Emile Mignard (1878-1966), lui aussi médecin et brestois, fut l'un des plus proches amis de jeunesse de Segalen qu'il rencontra au collège des Jésuites Notre-Dame-de-Bon-Secours, à Brest. L'écrivain entretint avec ce camarade une correspondance foisonnante et très suivie dans laquelle il décrivit avec humour et intimité son quotidien aux quatre coins du globe. C'est au mariage de Mignard, le 15 février 1905, que Segalen fit la connaissance de son épouse, Yvonne Hébert.

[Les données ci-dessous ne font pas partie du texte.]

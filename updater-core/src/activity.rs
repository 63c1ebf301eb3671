/// Transfer heartbeat on the indicator pin
use crate::config::IndicatorConfig;
use crate::platform::Indicator;

/// Half period of the blink, in elapsed milliseconds
pub const BLINK_PERIOD_MS: u32 = 64;

/// Toggles the indicator every [`BLINK_PERIOD_MS`] of elapsed time while bytes
/// flow, giving a 50% duty heartbeat. Only level changes reach the pin.
#[derive(Debug, Clone)]
pub struct ActivityBlinker {
    config: Option<IndicatorConfig>,
    started: u32,
    lit: Option<bool>,
}

impl ActivityBlinker {
    pub fn new(config: Option<IndicatorConfig>, now: u32) -> Self {
        Self {
            config,
            started: now,
            lit: None,
        }
    }

    pub fn tick<I: Indicator + ?Sized>(&mut self, now: u32, indicator: &mut I) {
        let elapsed = now.wrapping_sub(self.started);
        let on = (elapsed / BLINK_PERIOD_MS) % 2 == 0;
        self.drive(on, indicator);
    }

    /// Leave the indicator in its inactive state
    pub fn finish<I: Indicator + ?Sized>(&mut self, indicator: &mut I) {
        self.drive(false, indicator);
    }

    fn drive<I: Indicator + ?Sized>(&mut self, on: bool, indicator: &mut I) {
        let Some(config) = self.config else {
            return;
        };
        if self.lit == Some(on) {
            return;
        }
        indicator.set_level(config.pin, config.level(on));
        self.lit = Some(on);
    }
}
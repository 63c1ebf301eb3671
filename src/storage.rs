use std::fs::{self, File};
use std::io::{self, ErrorKind};
use std::path::{Component, Path, PathBuf};

use updater_core::Storage;

/// SPIFFS mount point on the device
pub const SPIFFS_BASE_PATH: &str = "/spiffs";

/// Staged files land under `root`, keyed by their server-relative path
pub struct FsStorage {
    root: PathBuf,
}

impl FsStorage {
    pub fn new(root: impl Into<PathBuf>) -> Self {
        Self { root: root.into() }
    }

    pub fn root(&self) -> &Path {
        &self.root
    }

    /// `/images/logo.png` → `<root>/images/logo.png`.
    ///
    /// Paths come from the server, so anything that could leave `root`
    /// (`..`, a drive prefix) or names no file is refused.
    pub fn local_path(&self, path: &str) -> io::Result<PathBuf> {
        let relative = Path::new(path.trim_start_matches('/'));
        let mut named = false;
        for component in relative.components() {
            match component {
                Component::Normal(_) => named = true,
                Component::CurDir => {}
                _ => {
                    return Err(io::Error::new(
                        ErrorKind::InvalidInput,
                        format!("{} escapes the storage root", path),
                    ))
                }
            }
        }
        if !named {
            return Err(io::Error::new(
                ErrorKind::InvalidInput,
                format!("{:?} is not a file path", path),
            ));
        }
        Ok(self.root.join(relative))
    }

    /// Register the SPIFFS partition with the VFS, formatting it if it will not mount
    #[cfg(target_os = "espidf")]
    pub fn mount_spiffs() -> anyhow::Result<Self> {
        use esp_idf_sys::{esp, esp_vfs_spiffs_conf_t, esp_vfs_spiffs_register};

        let conf = esp_vfs_spiffs_conf_t {
            base_path: c"/spiffs".as_ptr(),
            partition_label: std::ptr::null(),
            max_files: 5,
            format_if_mount_failed: true,
        };
        esp!(unsafe { esp_vfs_spiffs_register(&conf) })?;
        log::info!("SPIFFS filesystem mounted at {}", SPIFFS_BASE_PATH);
        Ok(Self::new(SPIFFS_BASE_PATH))
    }
}

impl Storage for FsStorage {
    type File = File;

    #[cfg(target_os = "espidf")]
    fn format(&mut self) -> io::Result<()> {
        log::warn!("Formatting SPIFFS");
        let err = unsafe { esp_idf_sys::esp_spiffs_format(std::ptr::null()) };
        esp_idf_sys::EspError::convert(err)
            .map_err(|e| io::Error::new(ErrorKind::Other, e))
    }

    #[cfg(not(target_os = "espidf"))]
    fn format(&mut self) -> io::Result<()> {
        log::warn!("Clearing {}", self.root.display());
        match fs::read_dir(&self.root) {
            Ok(entries) => {
                for entry in entries {
                    let path = entry?.path();
                    if path.is_dir() {
                        fs::remove_dir_all(&path)?;
                    } else {
                        fs::remove_file(&path)?;
                    }
                }
                Ok(())
            }
            Err(e) if e.kind() == ErrorKind::NotFound => fs::create_dir_all(&self.root),
            Err(e) => Err(e),
        }
    }

    fn remove(&mut self, path: &str) -> io::Result<()> {
        match fs::remove_file(self.local_path(path)?) {
            Err(e) if e.kind() == ErrorKind::NotFound => Ok(()),
            other => other,
        }
    }

    fn create(&mut self, path: &str) -> io::Result<File> {
        let local = self.local_path(path)?;
        // SPIFFS is flat; directories only exist in the file names there
        #[cfg(not(target_os = "espidf"))]
        if let Some(parent) = local.parent() {
            fs::create_dir_all(parent)?;
        }
        File::create(local)
    }
}
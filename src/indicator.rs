use updater_core::Indicator;

#[cfg(target_os = "espidf")]
use esp_idf_hal::gpio::{AnyOutputPin, Level, Output, PinDriver};
#[cfg(target_os = "espidf")]
use esp_idf_sys::EspError;

/// Drives the activity LED through the GPIO number the update configuration names
#[cfg(target_os = "espidf")]
#[derive(Default)]
pub struct GpioIndicator {
    driver: Option<(u8, PinDriver<'static, AnyOutputPin, Output>)>,
}

#[cfg(target_os = "espidf")]
impl GpioIndicator {
    pub fn new() -> Self {
        Self::default()
    }

    fn driver(&mut self, pin: u8) -> Result<&mut PinDriver<'static, AnyOutputPin, Output>, EspError> {
        if !matches!(self.driver, Some((current, _)) if current == pin) {
            // the pin number comes from configuration, not from `Peripherals`
            let gpio = unsafe { AnyOutputPin::new(i32::from(pin)) };
            self.driver = Some((pin, PinDriver::output(gpio)?));
        }
        match self.driver.as_mut() {
            Some((_, driver)) => Ok(driver),
            None => Err(EspError::from_infallible::<{ esp_idf_sys::ESP_ERR_INVALID_STATE }>()),
        }
    }
}

#[cfg(target_os = "espidf")]
impl Indicator for GpioIndicator {
    fn set_level(&mut self, pin: u8, high: bool) {
        let result = self
            .driver(pin)
            .and_then(|driver| driver.set_level(Level::from(high)));
        if let Err(e) = result {
            log::warn!("Indicator GPIO{} write failed: {}", pin, e);
        }
    }
}

/// Host stand-in that only traces level changes
#[derive(Debug, Default)]
pub struct LogIndicator {
    levels: Vec<(u8, bool)>,
}

impl LogIndicator {
    pub fn new() -> Self {
        Self::default()
    }

    pub fn level(&self, pin: u8) -> Option<bool> {
        self.levels.iter().find(|(p, _)| *p == pin).map(|(_, l)| *l)
    }
}

impl Indicator for LogIndicator {
    fn set_level(&mut self, pin: u8, high: bool) {
        log::trace!("Indicator GPIO{} -> {}", pin, if high { "high" } else { "low" });
        match self.levels.iter_mut().find(|(p, _)| *p == pin) {
            Some(entry) => entry.1 = high,
            None => self.levels.push((pin, high)),
        }
    }
}
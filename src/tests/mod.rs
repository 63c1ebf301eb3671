// Host tests that drive the updater against a real socket and a temp directory

pub mod support;

#[cfg(test)]
mod update_flow;
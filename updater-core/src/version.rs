/// Version descriptor and update outcome kinds
use core::cmp::Ordering;
use core::fmt;
use core::str::FromStr;

use serde::{Deserialize, Serialize};

/// Outcome of a poll or an update attempt.
///
/// The same flat set is used as the status of a [`VersionDescriptor`] and as
/// the result of `run_update`. There are no nested causes; details go to the log.
#[derive(Debug, Clone, Copy, PartialEq, Eq, Default, Serialize, Deserialize)]
pub enum UpdateStatus {
    /// Firmware replacement failed, or the descriptor was never fetched
    #[default]
    Failed,
    NoUpdates,
    /// Update available (poll) or update applied (run)
    Ok,
    /// Server unreachable or answered with a non-success status
    NoSuchSite,
    /// Connected, but no usable response arrived
    InvalidResource,
    /// An auxiliary file could not be fully written to storage
    StorageStagingFailure,
}

impl fmt::Display for UpdateStatus {
    fn fmt(&self, f: &mut fmt::Formatter<'_>) -> fmt::Result {
        match self {
            UpdateStatus::Failed => write!(f, "Failed"),
            UpdateStatus::NoUpdates => write!(f, "No updates"),
            UpdateStatus::Ok => write!(f, "Ok"),
            UpdateStatus::NoSuchSite => write!(f, "No such site"),
            UpdateStatus::InvalidResource => write!(f, "Invalid resource"),
            UpdateStatus::StorageStagingFailure => write!(f, "Storage staging failure"),
        }
    }
}

/// Four part firmware version plus the status of the poll that produced it.
///
/// Ordering and equality only look at the four components, compared as one
/// big-endian `u32` (first differing byte wins). The status is carried along.
#[derive(Debug, Clone, Copy, Default, Serialize, Deserialize)]
pub struct VersionDescriptor {
    pub v1: u8,
    pub v2: u8,
    pub v3: u8,
    pub v4: u8,
    #[serde(default)]
    pub status: UpdateStatus,
}

impl VersionDescriptor {
    pub const fn new(v1: u8, v2: u8, v3: u8, v4: u8) -> Self {
        Self {
            v1,
            v2,
            v3,
            v4,
            status: UpdateStatus::Failed,
        }
    }

    pub fn bytes(&self) -> [u8; 4] {
        [self.v1, self.v2, self.v3, self.v4]
    }

    pub fn as_u32(&self) -> u32 {
        u32::from_be_bytes(self.bytes())
    }

    pub fn from_u32(value: u32) -> Self {
        let [v1, v2, v3, v4] = value.to_be_bytes();
        Self::new(v1, v2, v3, v4)
    }

    /// Reset components and status to the zero state
    pub fn clear(&mut self) {
        *self = Self::default();
    }

    /// True if the components are still all zero, i.e. nothing was ever committed
    pub fn is_unknown(&self) -> bool {
        self.as_u32() == 0
    }
}

impl PartialEq for VersionDescriptor {
    fn eq(&self, other: &Self) -> bool {
        self.bytes() == other.bytes()
    }
}

impl Eq for VersionDescriptor {}

impl PartialOrd for VersionDescriptor {
    fn partial_cmp(&self, other: &Self) -> Option<Ordering> {
        Some(self.cmp(other))
    }
}

impl Ord for VersionDescriptor {
    fn cmp(&self, other: &Self) -> Ordering {
        self.bytes().cmp(&other.bytes())
    }
}

impl fmt::Display for VersionDescriptor {
    fn fmt(&self, f: &mut fmt::Formatter<'_>) -> fmt::Result {
        write!(f, "{}.{}.{}.{}", self.v1, self.v2, self.v3, self.v4)
    }
}

#[derive(Debug, Clone, PartialEq, Eq)]
pub struct ParseVersionError(String);

impl fmt::Display for ParseVersionError {
    fn fmt(&self, f: &mut fmt::Formatter<'_>) -> fmt::Result {
        write!(f, "invalid version string '{}', expected a.b.c.d", self.0)
    }
}

impl std::error::Error for ParseVersionError {}

impl FromStr for VersionDescriptor {
    type Err = ParseVersionError;

    fn from_str(s: &str) -> Result<Self, Self::Err> {
        let err = || ParseVersionError(s.to_string());
        let mut parts = s.trim().trim_start_matches('v').split('.');
        let mut bytes = [0u8; 4];
        for byte in &mut bytes {
            *byte = parts
                .next()
                .and_then(|p| p.parse::<u8>().ok())
                .ok_or_else(err)?;
        }
        if parts.next().is_some() {
            return Err(err());
        }
        Ok(Self::new(bytes[0], bytes[1], bytes[2], bytes[3]))
    }
}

Segalen, parti du Havre le 11 octobre 1902 en direction de Tahiti, voit son voyage interrompu par la contraction de la fièvre typhoïde qui l'immobilisera finalement deux mois à San Francisco. Cette convalescence, qui durera jusqu'à début janvier 1903 sera l'occasion pour Segalen de découvrir China Town. Pour l'heure, il écrit à Mignard cette longue lettre dans laquelle il lui fait part de rêves prémonitoires d'amis communs quant à sa maladie :
« J'ai reçu à 24 d'intervalle les deux récits suivants : de Max [Prat] : a rêvé dans la nuit du 26 au 27 Nov[embre] de moi – m'a vu la tête entourée de bandelettes. Cauchemar et impression pénible persistante. Apprenait le jour même par une carte de ma famille, chez qui la nouvelle était arrivée le 26 au soir, ma maladie. De Madame Varenne ; a rêvé du 1er au 4 Déc[embre] environ, de façon obsédante de moi. […] Le 5 je crois lui arrivait l'avis de mon incident typhique. » Très rationnel, Segalen conclut :
« Tout ça pour mémoire seulement, car ça manque de rigueur. Les rêves télépathiques auraient coïncidé plutôt avec les nouvelles de ma maladie, qu'avec l'exacerbation de ma fièvre elle-même. »Désormais tout à fait remis de sa maladie, le jeune médecin poursuit :
« Mon séjour Franciscain continue a être des plus « confortable » et complet. Je fais du cheval au Park, des poids et de la natation à L'Olympic club […] » Il s'adonne également à un sport beaucoup plus charnel et
« exécute des travaux pratiques sur la personne d'un sujet américain, prélevé avant [son] départ de l'hôpital parmi les très appétissantes « nurses » ». Pas avare de détails, il s'épanche sur cette nouvelle conquête :
« Ledit sujet est une petite juive de 18 ans, métissée de Mexicain avec une pointe d'origine Allemande. Le résultat de ces croisements invraisemblables est purement exquis. […] Moyenne de taille, très souple, des yeux et des cheveux d'un noir invraisemblable, très câline et très en-train. C'est tout. Rien en dessous, et, dans ce cœur habillé d'un si joli manteau de chair, une néance absolue de nos plus élémentaires sentiments. C'est un type de maîtresse-camarade complet. Nos embrassements sont forcément polyglottes : elle pimente nos spasmes d'un « che t'aime » hébraïque et très joliment murmuré. Et je lui réponds des mots d'amour pêchés le matin dans Tennyson ou dans mes souvenirs. Je l'ai sous la main aux heures voulues. Elle fume énormément, adore l'eau de Seltz pure (!) et se tord à mes plaisanteries Franco-Américaines et à mes envolées audacieuses dans la langue du président Roosevelt. »Les lettres autographes de Victor Segalen sont d'une grande rareté.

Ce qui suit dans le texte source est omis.